17 June 2008

Joining Tables... in Perl!

Is it just me or is joining tables in SQL just like processing text files in Perl? OK, maybe when I put it like that they don't sound very similar but there's actually a connection. Let me start from the beginning.

There are a number of ways your database server can join tables to execute a query. In SQL Server, for example, there's the nested loops join, the hash join and the merge join. What do you mean you haven't heard of those types of joins? What about the inner and the outer join, you say. They're valid as well, of course, but in this case I'm talking about physical, not logical joins.

The difference is that logical joins tell the database which rows from table A you want to join to which other rows from table B to produce the output. On
the other hand, physical joins tell the server how the rows should be matched up. In other words, what algorithm to use. The reason you might not have heard of physical joins is that you normally don't have to specify them at all. SQL is basically a declarative programming language. Instead of telling the machine what to do (as you would in C, Java, VB, or Python) you just tell it what you want and it works out the best way to obtain that data for you. One of the main steps for the machine is deciding on an execution plan for your query. That's where the physical joins come into play. They are some of the "building blocks" used in the plan.
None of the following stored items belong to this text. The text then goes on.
//! Mini-games offered by the swiper feed

use std::time::Duration;

use futures::future::LocalBoxFuture;
use unit_lifecycle::prelude::*;

/// Time each game spends warming up after instantiation
const WARM_UP: Duration = Duration::from_millis(20);

/// Endless 3D runner, cheap to keep around
pub struct SkyRunner;
/// 2D sliding-tile puzzle
pub struct TileSlide;
/// Trivia card on a UI canvas
pub struct Trivia;
/// Huge 3D level that rarely loads in time
pub struct Marathon;

impl UnitKind for SkyRunner {
    const NAME: &'static str = "sky_runner";
    const CAPABILITIES: UnitCapabilities = UnitCapabilities::POOLABLE;
}

impl UnitKind for TileSlide {
    const NAME: &'static str = "tile_slide";
    const CATEGORY: UnitCategory = UnitCategory::World2D;
}

impl UnitKind for Trivia {
    const NAME: &'static str = "trivia";
    const CATEGORY: UnitCategory = UnitCategory::Ui;
}

impl UnitKind for Marathon {
    const NAME: &'static str = "marathon";
}

/// Catalog of every game the store carries
pub fn catalog() -> UnitCatalog {
    UnitCatalog::new()
        .with::<SkyRunner>("bundles/sky_runner")
        .with::<TileSlide>("bundles/tile_slide")
        .with::<Trivia>("bundles/trivia")
        .with::<Marathon>("bundles/marathon")
}

/// Games shown in the feed, top to bottom
pub fn feed() -> Vec<UnitTypeId> {
    vec![
        UnitTypeId::of::<SkyRunner>(),
        UnitTypeId::of::<TileSlide>(),
        UnitTypeId::of::<Trivia>(),
    ]
}

/// A playable game instance
pub struct MiniGame {
    title: String,
    runs: u32,
}

impl MiniGame {
    fn new(title: &str) -> Self {
        Self {
            title: title.to_string(),
            runs: 0,
        }
    }
}

impl Unit for MiniGame {
    fn preload<'a>(
        &'a mut self,
        _cancel: &'a CancellationToken,
    ) -> LocalBoxFuture<'a, anyhow::Result<()>> {
        Box::pin(async move {
            tokio::time::sleep(WARM_UP).await;
            log::debug!("{} warmed up", self.title);
            Ok::<(), anyhow::Error>(())
        })
    }

    fn start(&mut self) {
        self.runs += 1;
        log::info!("{} started (run {})", self.title, self.runs);
    }

    fn pause(&mut self) {
        log::info!("{} paused", self.title);
    }

    fn resume(&mut self) {
        log::info!("{} resumed", self.title);
    }

    fn restart(&mut self) {
        log::info!("{} restarted", self.title);
    }

    fn stop(&mut self) {
        log::info!("{} stopped", self.title);
    }

    fn dispose(&mut self) {
        log::info!("{} disposed after {} run(s)", self.title, self.runs);
    }

    fn set_active(&mut self, active: bool) {
        log::debug!("{} visible: {}", self.title, active);
    }

    fn place(&mut self, placement: &Placement) -> anyhow::Result<()> {
        log::debug!("{} placed at {:?}", self.title, placement);
        Ok(())
    }
}

/// Loaded game bundle
pub struct GameTemplate {
    title: String,
}

impl GameTemplate {
    pub fn new(title: impl Into<String>) -> Self {
        Self { title: title.into() }
    }
}

impl Template for GameTemplate {
    fn instantiate(&self) -> anyhow::Result<Box<dyn Instantiated>> {
        Ok(UnitObject::boxed(MiniGame::new(&self.title)))
    }
}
Although SQL Server already picks physical joins for each query, you can add hints to tell it to use different ones. The reason you'd want to do that is usually performance but, for the record, let me say that you should always avoid hints whenever possible. In the long run, the server stands a better chance than you of finding the best joins possible.

OK, but what has this got to do with Perl? Even better, what has it got to do with processing text files in Perl? Hold on, I'm getting there. Perl is commonly used to process large input files with regular data (delimited, fixed-width, you get the picture). "Processing" the file might mean looking at each line to extract only a few columns or filtering out certain lines depending on the values they contain. For example, a Perl script might run through a web server log and extract only the Timestamp and Requested URL fields for lines where the Timestamp was between 9:00 and 11:00. Doesn't that sound like a query? The input file is pretty much like a very simple database table.
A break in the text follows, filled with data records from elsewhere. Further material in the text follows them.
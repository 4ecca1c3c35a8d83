//! Unit contract and per-instance state tracking
//!
//! A unit is a self-contained interactive experience (a mini-game, a demo
//! scene). Hosts implement [`Unit`]; the subsystem wraps every live object in
//! a [`UnitInstance`] that tracks where it is in its lifecycle and refuses
//! transitions that make no sense (resuming a stopped unit, pausing a pooled
//! one).

pub mod catalog;
pub mod kind;

pub use catalog::UnitCatalog;
pub use kind::{UnitCapabilities, UnitCategory, UnitDescriptor, UnitKind, UnitTypeId};

use std::fmt;

use futures::future::{self, LocalBoxFuture};

use crate::assets::Placement;
use crate::error::{LifecycleError, LifecycleResult};
use crate::foundation::CancellationToken;

/// Lifecycle hooks every unit exposes
///
/// Only [`start`](Unit::start), [`stop`](Unit::stop) and
/// [`dispose`](Unit::dispose) are required. The pooling hooks are only
/// called for poolable types.
pub trait Unit {
    /// Asynchronous warm-up run once after instantiation
    ///
    /// Long-running preloads should watch `cancel` and bail out early.
    fn preload<'a>(
        &'a mut self,
        _cancel: &'a CancellationToken,
    ) -> LocalBoxFuture<'a, anyhow::Result<()>> {
        Box::pin(future::ready(Ok::<(), anyhow::Error>(())))
    }

    /// Begin running
    fn start(&mut self);

    /// Suspend without tearing down
    fn pause(&mut self) {}

    /// Continue after [`pause`](Unit::pause)
    fn resume(&mut self) {}

    /// Reset to the initial running state
    fn restart(&mut self) {
        self.stop();
        self.start();
    }

    /// Stop running; the unit may be started again or pooled afterwards
    fn stop(&mut self);

    /// Release everything the unit owns; called exactly once
    fn dispose(&mut self);

    /// Toggle visibility and participation in the scene
    fn set_active(&mut self, _active: bool) {}

    /// Called before the unit is parked in the pool
    fn on_pooled(&mut self) {}

    /// Called after the unit is taken back out of the pool
    fn on_unpooled(&mut self) {}

    /// Move the unit to its assigned spot
    fn place(&mut self, _placement: &Placement) -> anyhow::Result<()> {
        Ok(())
    }
}

/// Identity of a single unit instance, unique within one factory
#[derive(Debug, Clone, Copy, PartialEq, Eq, Hash, PartialOrd, Ord)]
pub struct InstanceId(pub u64);

impl fmt::Display for InstanceId {
    fn fmt(&self, f: &mut fmt::Formatter<'_>) -> fmt::Result {
        write!(f, "#{}", self.0)
    }
}

/// Where an instance is in its lifecycle
#[derive(Debug, Clone, Copy, PartialEq, Eq, Hash)]
pub enum UnitState {
    /// Produced by the factory, preload hook not yet run
    Instantiated,
    /// Preloaded and ready to start
    Preloaded,
    /// Running
    Active,
    /// Suspended while current
    Paused,
    /// Stopped, waiting to be pooled or disposed
    Stopped,
    /// Parked inactive in the pool
    Pooled,
}

impl UnitState {
    /// Whether the unit is running or paused
    pub fn is_running(self) -> bool {
        matches!(self, Self::Active | Self::Paused)
    }
}

/// A live unit plus the bookkeeping the subsystem needs about it
///
/// Disposal consumes the instance, so the dispose hook can only ever run once.
/// An instance dropped without [`dispose`](Self::dispose), such as one owned
/// by an abandoned load future, is disposed on drop.
pub struct UnitInstance {
    id: InstanceId,
    unit_type: UnitTypeId,
    state: UnitState,
    unit: Box<dyn Unit>,
    disposed: bool,
}

impl UnitInstance {
    /// Wrap a freshly instantiated unit
    pub fn new(id: InstanceId, unit_type: UnitTypeId, unit: Box<dyn Unit>) -> Self {
        Self {
            id,
            unit_type,
            state: UnitState::Instantiated,
            unit,
            disposed: false,
        }
    }

    /// Instance identity
    pub fn id(&self) -> InstanceId {
        self.id
    }

    /// Type of the unit
    pub fn unit_type(&self) -> UnitTypeId {
        self.unit_type
    }

    /// Current lifecycle state
    pub fn state(&self) -> UnitState {
        self.state
    }

    /// Borrow the host object
    pub fn unit(&self) -> &dyn Unit {
        self.unit.as_ref()
    }

    /// Mutably borrow the host object
    pub fn unit_mut(&mut self) -> &mut dyn Unit {
        self.unit.as_mut()
    }

    /// Run the unit's preload hook, honoring cancellation
    pub async fn preload(&mut self, cancel: &CancellationToken) -> LifecycleResult<()> {
        let unit_type = self.unit_type;
        match cancel.run_until_cancelled(self.unit.preload(cancel)).await? {
            Ok(()) => {
                self.state = UnitState::Preloaded;
                Ok(())
            }
            Err(source) => Err(LifecycleError::UnitPreload { unit_type, source }),
        }
    }

    /// Start the unit unless it is already running
    pub fn start(&mut self) {
        if self.state.is_running() {
            log::warn!("{} {} is already running, ignoring start", self.unit_type, self.id);
            return;
        }
        self.unit.start();
        self.state = UnitState::Active;
    }

    /// Pause a running unit
    pub fn pause(&mut self) {
        if self.state != UnitState::Active {
            log::warn!("Cannot pause {} {} in state {:?}", self.unit_type, self.id, self.state);
            return;
        }
        self.unit.pause();
        self.state = UnitState::Paused;
    }

    /// Resume a paused unit
    pub fn resume(&mut self) {
        if self.state != UnitState::Paused {
            log::warn!("Cannot resume {} {} in state {:?}", self.unit_type, self.id, self.state);
            return;
        }
        self.unit.resume();
        self.state = UnitState::Active;
    }

    /// Restart a running or paused unit
    pub fn restart(&mut self) {
        if !self.state.is_running() {
            log::warn!("Cannot restart {} {} in state {:?}", self.unit_type, self.id, self.state);
            return;
        }
        self.unit.restart();
        self.state = UnitState::Active;
    }

    /// Stop the unit if it is running
    pub fn stop(&mut self) {
        if self.state.is_running() {
            self.unit.stop();
        }
        self.state = UnitState::Stopped;
    }

    /// Forward a placement to the host object
    pub fn place(&mut self, placement: &Placement) -> anyhow::Result<()> {
        self.unit.place(placement)
    }

    /// Tear the unit down
    pub fn dispose(mut self) {
        self.teardown();
    }

    fn teardown(&mut self) {
        if self.disposed {
            return;
        }
        self.disposed = true;
        if self.state.is_running() {
            log::debug!("Stopping {} {} before disposal", self.unit_type, self.id);
            self.unit.stop();
        }
        log::debug!("Disposing {} {}", self.unit_type, self.id);
        self.unit.dispose();
    }

    /// Pool entry hook
    pub(crate) fn notify_pooled(&mut self) {
        self.unit.on_pooled();
    }

    /// Park the instance inactive
    pub(crate) fn park(&mut self) {
        self.unit.set_active(false);
        self.state = UnitState::Pooled;
    }

    /// Take the instance back out of the pool
    pub(crate) fn unpark(&mut self) {
        self.unit.set_active(true);
        self.unit.on_unpooled();
        self.state = UnitState::Preloaded;
    }
}

impl Drop for UnitInstance {
    fn drop(&mut self) {
        if !self.disposed {
            log::debug!("{} {} dropped without dispose", self.unit_type, self.id);
            self.teardown();
        }
    }
}

impl fmt::Debug for UnitInstance {
    fn fmt(&self, f: &mut fmt::Formatter<'_>) -> fmt::Result {
        f.debug_struct("UnitInstance")
            .field("id", &self.id)
            .field("unit_type", &self.unit_type)
            .field("state", &self.state)
            .finish_non_exhaustive()
    }
}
Processing becomes more interesting when you have more than one input file. That's when you have to combine data from the multiple inputs, something you could call "joining". Maybe you have two web servers and you want to combine both log files into a single output. In Perl, you could open the input files and merge the contents according to the Timestamp field. That's essentially what the merge join does.
The key factor is that the input files are already sorted which makes merging pretty simple.

If the inputs are not ordered, and especially if one of the inputs is a lot bigger than the other, the hash join would be a more appropriate choice. For example, let's say you are still looking at those web server logs but now you decide you also want to include the name of each server in the output. The problem is the input only has the IP address of the server. The mapping of IPs to names is stored in a separate file. The trivial solution in Perl is to first read the mapping file, load the contents into a hash and then process the other files, using the hash to output the correct names for each input line. The main limitation is the fact that one of the files is loaded into memory. Try using one that's really large and you'll see your machine crawl to a standstill.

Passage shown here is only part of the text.